There is something very special about the NHS, which is why decent Americans are so jealous of it, right-wing ideologues (ring a bell?) so wrong not to get it, and British people so fiercely proud of it.

I had the same operation almost 20 years ago, and back then, I was kept in for a while, and had to endure bandages packed into each nostril for a few days.

I’m not saying the NHS improvements since then are all down to a Labour government which believes in the NHS and has invested properly in it. But that government hasn’t half made a difference.

Anyway, enough of the politics – I just want to make a straight-forward thanks to Mr Quiney, the surgeon at the Royal National Throat Nose and Ear hospital near King’s Cross; the anaesthetist Dr Marks, Ivy, Kofi, and all the other nurses, the catering people – best omelette I have ever tasted – the porters, administrators and everyone else who makes something like a polypectomy take place.

When Fiona and Rory came to pick me up, I asked them to bring ten books of The Blair Years to sign and leave as thanks to the doctors, nurses etc. It turned out I had underestimated how many people had actually been in theatre when I was conked out, so Ivy has just been on asking for a few more. On the way, you wonderful people.

Oh ok, one more political point – just before May 1997, we said Labour would save the NHS. I think we did.
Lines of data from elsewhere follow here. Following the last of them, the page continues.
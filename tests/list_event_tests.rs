mod common;

use common::record;
use livefold::{
    ChildEventKind, ChildNotification, Error, EventFilter, ListEvent, ListEventStream,
    MemoryStore, Notification, Query, Snapshot,
};
use serde_json::json;

fn letters() -> MemoryStore {
    let store = MemoryStore::new();
    store.set("letters", json!({"a": 1, "b": 2, "c": 3}));
    store
}

fn loaded(entries: &[(&str, i64)]) -> ListEvent {
    ListEvent::Loaded {
        list: entries
            .iter()
            .map(|(key, value)| Snapshot::new(*key, json!(value)))
            .collect(),
    }
}

fn added_and_loaded() -> EventFilter {
    EventFilter::none().with_added().with_loaded()
}

#[test]
fn test_loaded_when_read_arrives_first() {
    let store = letters();
    let events = ListEventStream::create(store.source(), Query::new("letters"), added_and_loaded());
    let recorder = record(&events);
    store.flush();

    assert_eq!(recorder.values(), vec![loaded(&[("a", 1), ("b", 2), ("c", 3)])]);
}

#[test]
fn test_loaded_when_adds_arrive_first() {
    let store = letters();
    store.defer_reads(true);
    let events = ListEventStream::create(store.source(), Query::new("letters"), added_and_loaded());
    let recorder = record(&events);
    store.flush();

    assert_eq!(recorder.values(), vec![loaded(&[("a", 1), ("b", 2), ("c", 3)])]);
}

#[test]
fn test_loaded_folds_changes_racing_the_read() {
    let store = letters();
    store.defer_reads(true);
    let events =
        ListEventStream::create(store.source(), Query::new("letters"), EventFilter::default());
    let recorder = record(&events);
    store.set("letters/b", json!(20));
    store.flush();

    assert_eq!(recorder.values(), vec![loaded(&[("a", 1), ("b", 20), ("c", 3)])]);
}

#[test]
fn test_empty_query_loads_empty_list() {
    let store = MemoryStore::new();
    let events = ListEventStream::create(store.source(), Query::new("nothing"), added_and_loaded());
    let recorder = record(&events);
    store.flush();

    assert_eq!(recorder.values(), vec![ListEvent::Loaded { list: vec![] }]);
}

#[test]
fn test_events_after_loaded() {
    let store = letters();
    let events =
        ListEventStream::create(store.source(), Query::new("letters"), EventFilter::default());
    let recorder = record(&events);
    store.flush();

    store.set("letters/d", json!(4));
    store.flush();
    store.set("letters/a", json!(10));
    store.flush();
    store.remove("letters/b");
    store.flush();

    assert_eq!(
        recorder.values(),
        vec![
            loaded(&[("a", 1), ("b", 2), ("c", 3)]),
            ListEvent::Added {
                snapshot: Snapshot::new("d", json!(4)),
                preceding_key: Some("c".to_string()),
            },
            ListEvent::Changed {
                snapshot: Snapshot::new("a", json!(10)),
                preceding_key: None,
            },
            ListEvent::Removed {
                snapshot: Snapshot::new("b", json!(2)),
            },
        ]
    );
}

#[test]
fn test_without_loaded_every_add_is_emitted() {
    let store = letters();
    let events = ListEventStream::create(
        store.source(),
        Query::new("letters"),
        EventFilter::none().with_added(),
    );
    let recorder = record(&events);
    store.flush();

    let kinds: Vec<&str> = recorder.values().iter().map(ListEvent::kind).collect();
    assert_eq!(kinds, ["added", "added", "added"]);
    assert_eq!(store.listener_count(), 1);
}

#[test]
fn test_ordered_by_child_with_moves() {
    let store = MemoryStore::new();
    store.set("scores", json!({"a": {"n": 3}, "b": {"n": 1}, "c": {"n": 2}}));
    let query = Query::new("scores").order_by_child("n");
    let recorder = record(&ListEventStream::create(
        store.source(),
        query,
        EventFilter::default(),
    ));
    store.flush();
    store.set("scores/a/n", json!(0));
    store.flush();

    let values = recorder.values();
    let ListEvent::Loaded { list } = &values[0] else {
        panic!("expected loaded, got {:?}", values[0]);
    };
    let keys: Vec<&str> = list.iter().map(Snapshot::key).collect();
    assert_eq!(keys, ["b", "c", "a"]);
    assert_eq!(
        values[1],
        ListEvent::Changed {
            snapshot: Snapshot::new("a", json!({"n": 0})),
            preceding_key: None,
        }
    );
}

#[test]
fn test_limited_window_reports_entries_and_exits() {
    let store = letters();
    let query = Query::new("letters").limit_to_first(2);
    let recorder = record(&ListEventStream::create(
        store.source(),
        query,
        EventFilter::default(),
    ));
    store.flush();
    store.remove("letters/a");
    store.flush();

    assert_eq!(
        recorder.values(),
        vec![
            loaded(&[("a", 1), ("b", 2)]),
            ListEvent::Removed {
                snapshot: Snapshot::new("a", json!(1)),
            },
            ListEvent::Added {
                snapshot: Snapshot::new("c", json!(3)),
                preceding_key: Some("b".to_string()),
            },
        ]
    );
}

#[test]
fn test_loaded_only_completes() {
    let store = letters();
    let recorder = record(&ListEventStream::create(
        store.source(),
        Query::new("letters"),
        EventFilter::loaded_only(),
    ));
    store.flush();

    assert_eq!(
        recorder.notifications(),
        vec![
            Notification::Next(loaded(&[("a", 1), ("b", 2), ("c", 3)])),
            Notification::Complete,
        ]
    );
    assert_eq!(store.listener_count(), 0);
}

#[test]
fn test_unrequested_listeners_detach_after_loaded() {
    let store = letters();
    let recorder = record(&ListEventStream::create(
        store.source(),
        Query::new("letters"),
        added_and_loaded(),
    ));
    store.flush();
    // added, changed and removed listeners; the read has been answered
    assert_eq!(store.listener_count(), 3);

    store.set("letters/b", json!(20));
    store.flush();
    assert_eq!(store.listener_count(), 2);

    store.remove("letters/c");
    store.flush();
    assert_eq!(store.listener_count(), 1);

    assert_eq!(recorder.values().len(), 1);
}

#[test]
fn test_missing_snapshot_is_a_protocol_violation() {
    let store = letters();
    let recorder = record(&ListEventStream::create(
        store.source(),
        Query::new("letters"),
        EventFilter::default(),
    ));
    store.flush();
    store.inject(
        "letters",
        ChildEventKind::Added,
        ChildNotification {
            snapshot: None,
            preceding_key: None,
        },
    );
    store.flush();

    let error = recorder.error().unwrap();
    assert_eq!(error, Error::NullSnapshot);
    assert!(error.is_protocol_violation());
    assert_eq!(store.listener_count(), 0);
}

#[test]
fn test_store_failure_ends_stream() {
    let store = letters();
    let recorder = record(&ListEventStream::create(
        store.source(),
        Query::new("letters"),
        EventFilter::default(),
    ));
    store.flush();
    store.fail("letters", "permission denied");
    store.flush();

    let error = recorder.error().unwrap();
    assert_eq!(error, Error::Upstream("permission denied".to_string()));
    assert!(error.is_upstream());
    assert_eq!(store.listener_count(), 0);

    store.set("letters/d", json!(4));
    store.flush();
    assert_eq!(recorder.values().len(), 1);
}

#[test]
fn test_failure_before_read_ends_stream() {
    let store = letters();
    let recorder = record(&ListEventStream::create(
        store.source(),
        Query::new("letters"),
        EventFilter::default(),
    ));
    store.fail("letters", "offline");
    store.flush();

    assert!(recorder.values().is_empty());
    assert_eq!(recorder.error(), Some(Error::Upstream("offline".to_string())));
    assert_eq!(store.listener_count(), 0);
}

#[test]
fn test_unsubscribe_detaches_every_listener() {
    let store = letters();
    let mut recorder = record(&ListEventStream::create(
        store.source(),
        Query::new("letters"),
        EventFilter::default(),
    ));
    store.flush();
    assert!(store.listener_count() > 0);

    recorder.unsubscribe();
    assert_eq!(store.listener_count(), 0);

    store.set("letters/d", json!(4));
    assert_eq!(store.pending(), 0);
    assert_eq!(store.flush(), 0);
    assert_eq!(recorder.values().len(), 1);
}

#[test]
fn test_unsubscribe_before_read_is_answered() {
    let store = letters();
    let mut recorder = record(&ListEventStream::create(
        store.source(),
        Query::new("letters"),
        EventFilter::default(),
    ));
    recorder.unsubscribe();
    assert_eq!(store.listener_count(), 0);
    assert_eq!(store.flush(), 0);
    assert!(recorder.values().is_empty());
}

#[test]
fn test_each_subscription_reads_afresh() {
    let store = letters();
    let events =
        ListEventStream::create(store.source(), Query::new("letters"), EventFilter::loaded_only());
    let first = record(&events);
    store.flush();
    store.set("letters/d", json!(4));
    store.flush();
    let second = record(&events);
    store.flush();

    assert_eq!(first.values(), vec![loaded(&[("a", 1), ("b", 2), ("c", 3)])]);
    assert_eq!(
        second.values(),
        vec![loaded(&[("a", 1), ("b", 2), ("c", 3), ("d", 4)])]
    );
}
On the radio on the way home, George Osborne was warning of deeper public service cuts than feared, with the oldest trick in the book – claims that the finances are worse than feared – and billboards out of the car window were  proclaiming the Clamberon plan to pack the Lords with their donors, old schoolchums, hunting pals and the like. Very old politics, Nick.

Fill the Lords with Ivys, I say. If it has to exist that is.